Multiple viral protein genome-linked proteins compensate viral translation in a +ssRNA virus infection

Abstract

ABSTRACTViral protein genome-linked (VPg) protein plays an essential role in protein-primed replication of plus stranded RNA viruses. VPg is covalently linked to the 5’ end of the viral RNA genome via a phosphodiester bond typically at a conserved amino acid. Whereas most viruses have a single VPg, some viruses encode multiple VPgs that are proposed to have redundant yet undefined roles in viral replication. Here, we use the dicistrovirus, cricket paralysis virus (CrPV), which encodes four non-identical copies of VPg, as a model to characterize the role of VPg copies in infection. Dicistroviruses encode two main open reading frames (ORFs) that are driven by distinct IRESs. We systematically generated single and combinatorial deletions and mutations of VPg1-4 within the CrPV infectious clone and monitored viral yield in Drosophila S2 cells. Deletion of one to three VPg copies progressively decreased viral yield and delayed viral replication, suggesting a threshold number of VPgs for productive infection. Mass spectrometry analysis of CrPV VPg-linked RNAs revealed viral RNA linkage to either a serine or threonine in VPg, from which mutations in all VPgs attenuated infection. Mutating serine 4 in a single VPg abolished viral infection, indicating a dominant-negative effect. Using viral minigenome reporters that monitor dicistrovirus 5’ untranslated (UTR) and intergenic internal ribosome entry site (IRES) translation revealed a relationship between VPg copy number and the ratio of distinct IRES translation.

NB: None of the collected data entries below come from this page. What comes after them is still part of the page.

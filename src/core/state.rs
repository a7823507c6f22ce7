//! Game state owned by the session layer.
//!
//! The engine never keeps a `GameState` between calls: each operation takes
//! the state by value and hands back the updated one. Callers persist it
//! however they like; `to_bytes`/`from_bytes` are offered for stores that
//! just want an opaque blob.

use serde::{Deserialize, Serialize};

use super::board::{Board, PIECES_PER_SIDE};
use super::cell::{Cell, Side};
use super::position::{Move, Position};
use super::rng::GameRng;
use crate::error::EngineError;
use crate::rules::legal_moves;

/// Where the game is in the select → move cycle.
#[derive(Clone, Copy, Debug, PartialEq, Eq, Hash)]
pub enum TurnPhase {
    /// Waiting for the human to pick one of their pieces.
    AwaitingSelection,
    /// A piece is selected; waiting for its destination.
    AwaitingDestination,
    /// The game has a winner. Only reset changes anything now.
    GameOver,
}

/// Complete state of one game.
///
/// Fields are read through accessors; only the turn engine changes them.
#[derive(Clone, Debug, PartialEq, Eq, Serialize, Deserialize)]
pub struct GameState {
    pub(crate) board: Board,

    /// Human piece chosen for the next move.
    pub(crate) selected: Option<Position>,

    pub(crate) game_over: bool,

    /// Set exactly when `game_over` is.
    pub(crate) winner: Option<Side>,

    /// Human-readable status line. Informational only.
    pub(crate) message: String,

    /// The machine's reply in the most recent turn, for highlighting.
    pub(crate) last_machine_move: Option<Move>,

    /// Jitter source for the machine's search.
    pub(crate) rng: GameRng,
}

impl GameState {
    /// A fresh game on the starting board.
    #[must_use]
    pub fn new(message: impl Into<String>, seed: u64) -> Self {
        Self {
            board: Board::initial(),
            selected: None,
            game_over: false,
            winner: None,
            message: message.into(),
            last_machine_move: None,
            rng: GameRng::new(seed),
        }
    }

    /// A running game on a custom board, human to select.
    ///
    /// Fails with `MalformedState` if the board could not arise in play.
    pub fn from_board(
        board: Board,
        message: impl Into<String>,
        seed: u64,
    ) -> Result<Self, EngineError> {
        let state = Self {
            board,
            ..Self::new(message, seed)
        };
        state.validate()?;
        Ok(state)
    }

    #[must_use]
    pub fn board(&self) -> &Board {
        &self.board
    }

    #[must_use]
    pub fn selected(&self) -> Option<Position> {
        self.selected
    }

    #[must_use]
    pub fn is_game_over(&self) -> bool {
        self.game_over
    }

    #[must_use]
    pub fn winner(&self) -> Option<Side> {
        self.winner
    }

    #[must_use]
    pub fn message(&self) -> &str {
        &self.message
    }

    #[must_use]
    pub fn last_machine_move(&self) -> Option<Move> {
        self.last_machine_move
    }

    #[must_use]
    pub fn rng(&self) -> &GameRng {
        &self.rng
    }

    #[must_use]
    pub fn phase(&self) -> TurnPhase {
        if self.game_over {
            TurnPhase::GameOver
        } else if self.selected.is_some() {
            TurnPhase::AwaitingDestination
        } else {
            TurnPhase::AwaitingSelection
        }
    }

    /// End the game in favor of `winner`.
    pub(crate) fn finish(&mut self, winner: Side, message: impl Into<String>) {
        self.game_over = true;
        self.winner = Some(winner);
        self.selected = None;
        self.message = message.into();
    }

    /// Legal destinations for the selected piece (empty when nothing is selected).
    pub fn valid_destinations(&self) -> Result<Vec<Position>, EngineError> {
        match self.selected {
            Some(piece) if !self.game_over => Ok(legal_moves(&self.board, Side::Human, Some(piece))?
                .into_iter()
                .map(|mv| mv.to)
                .collect()),
            _ => Ok(Vec::new()),
        }
    }

    /// Check the state invariants.
    pub fn validate(&self) -> Result<(), EngineError> {
        if self.game_over != self.winner.is_some() {
            return Err(EngineError::MalformedState(format!(
                "game_over is {} but winner is {:?}",
                self.game_over, self.winner
            )));
        }
        for side in Side::ALL {
            let count = self.board.piece_count(side);
            if count > PIECES_PER_SIDE {
                return Err(EngineError::MalformedState(format!(
                    "{side} has {count} pieces, at most {PIECES_PER_SIDE} allowed"
                )));
            }
            if count == 0 && self.winner != Some(side.opponent()) {
                return Err(EngineError::MalformedState(format!(
                    "{side} has no pieces but {} has not won",
                    side.opponent()
                )));
            }
        }
        if let Some(pos) = self.selected {
            if self.game_over {
                return Err(EngineError::MalformedState(
                    "selection present after game over".into(),
                ));
            }
            let cell = self.board.get(pos)?;
            if cell != Cell::Human {
                return Err(EngineError::MalformedState(format!(
                    "selected cell {pos} holds {cell:?}, not a human piece"
                )));
            }
        }
        Ok(())
    }

    /// Encode as an opaque binary blob.
    pub fn to_bytes(&self) -> Result<Vec<u8>, EngineError> {
        Ok(bincode::serialize(self)?)
    }

    /// Decode a blob produced by `to_bytes`, rejecting states that violate
    /// the invariants.
    pub fn from_bytes(bytes: &[u8]) -> Result<Self, EngineError> {
        let state: GameState = bincode::deserialize(bytes)?;
        state.validate()?;
        Ok(state)
    }
}
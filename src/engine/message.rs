//! Status lines shown to the player.
//!
//! Messages carry no state; they summarize what a turn did.

use crate::core::Side;
use crate::rules::EliminationResult;

pub const OPENING: &str = "Your turn! Select one of your pieces.";
pub const PIECE_SELECTED: &str = "Piece selected.";
pub const MACHINE_MOVED: &str = "Machine moved.";
pub const HUMAN_WINS_BY_CAPTURE: &str = "VICTORY! All AI pieces captured.";
pub const HUMAN_WINS_MACHINE_STUCK: &str = "VICTORY! Machine is stuck.";
pub const MACHINE_WINS_BY_CAPTURE: &str = "DEFEAT! All your pieces were captured.";
pub const MACHINE_WINS_HUMAN_STUCK: &str = "DEFEAT! You have no legal moves.";

/// Elimination passes of one turn.
#[derive(Clone, Copy, Debug, Default, PartialEq, Eq)]
pub struct TurnSummary {
    /// Removals after the human's move.
    pub human_pass: EliminationResult,
    /// Removals after the machine's reply, if it got to move.
    pub machine_pass: Option<EliminationResult>,
}

impl TurnSummary {
    #[must_use]
    pub fn new(human_pass: EliminationResult) -> Self {
        Self {
            human_pass,
            machine_pass: None,
        }
    }

    /// `headline` followed by what each pass removed.
    #[must_use]
    pub fn compose(&self, headline: &str) -> String {
        let mut parts = vec![headline.to_string()];
        parts.extend(pass_report(Side::Human, &self.human_pass));
        if let Some(pass) = &self.machine_pass {
            parts.extend(pass_report(Side::Machine, pass));
        }
        parts.join(" ")
    }
}

/// Sentences describing one pass, from the mover's perspective: opposing
/// pieces removed first, then the mover's own (self-capture).
fn pass_report(mover: Side, pass: &EliminationResult) -> Vec<String> {
    let taken = pass.removed(mover.opponent());
    let lost = pass.removed(mover);
    let mut lines = Vec::new();
    match mover {
        Side::Human => {
            if taken > 0 {
                lines.push(format!("You captured {taken} AI piece(s)!"));
            }
            if lost > 0 {
                lines.push(format!("You lost {lost} piece(s)!"));
            }
        }
        Side::Machine => {
            if taken > 0 {
                lines.push(format!("AI captured {taken} of your piece(s)!"));
            }
            if lost > 0 {
                lines.push(format!("AI lost {lost} piece(s)!"));
            }
        }
    }
    lines
}

#[cfg(test)]
mod tests {
    use super::*;

    #[test]
    fn test_quiet_turn() {
        let summary = TurnSummary {
            human_pass: EliminationResult::default(),
            machine_pass: Some(EliminationResult::default()),
        };
        assert_eq!(summary.compose(MACHINE_MOVED), "Machine moved.");
    }

    #[test]
    fn test_both_passes_reported() {
        let summary = TurnSummary {
            human_pass: EliminationResult { human: 1, machine: 2 },
            machine_pass: Some(EliminationResult { human: 1, machine: 1 }),
        };
        assert_eq!(
            summary.compose(MACHINE_MOVED),
            "Machine moved. You captured 2 AI piece(s)! You lost 1 piece(s)! \
             AI captured 1 of your piece(s)! AI lost 1 piece(s)!"
        );
    }

    #[test]
    fn test_human_pass_only() {
        let summary = TurnSummary::new(EliminationResult { human: 0, machine: 4 });
        assert_eq!(
            summary.compose(HUMAN_WINS_BY_CAPTURE),
            "VICTORY! All AI pieces captured. You captured 4 AI piece(s)!"
        );
    }
}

We uncover a novel viral strategy whereby VPg copies in dicistrovirus genomes compensate for the relative IRES translation efficiencies to promote infection.ImportanceGenetic duplication is exceedingly rare in small RNA viral genomes as there is selective pressure to prevent RNA genomes from expanding. However, some small RNA viruses encode multiple copies of a viral protein, most notably an unusual viral protein that is linked to the viral RNA genome. Here, we investigate a family of viruses that contains multiple viral protein genome-linked proteins and reveal a novel viral strategy whereby viral protein copy number counterbalances differences in viral protein synthesis mechanisms.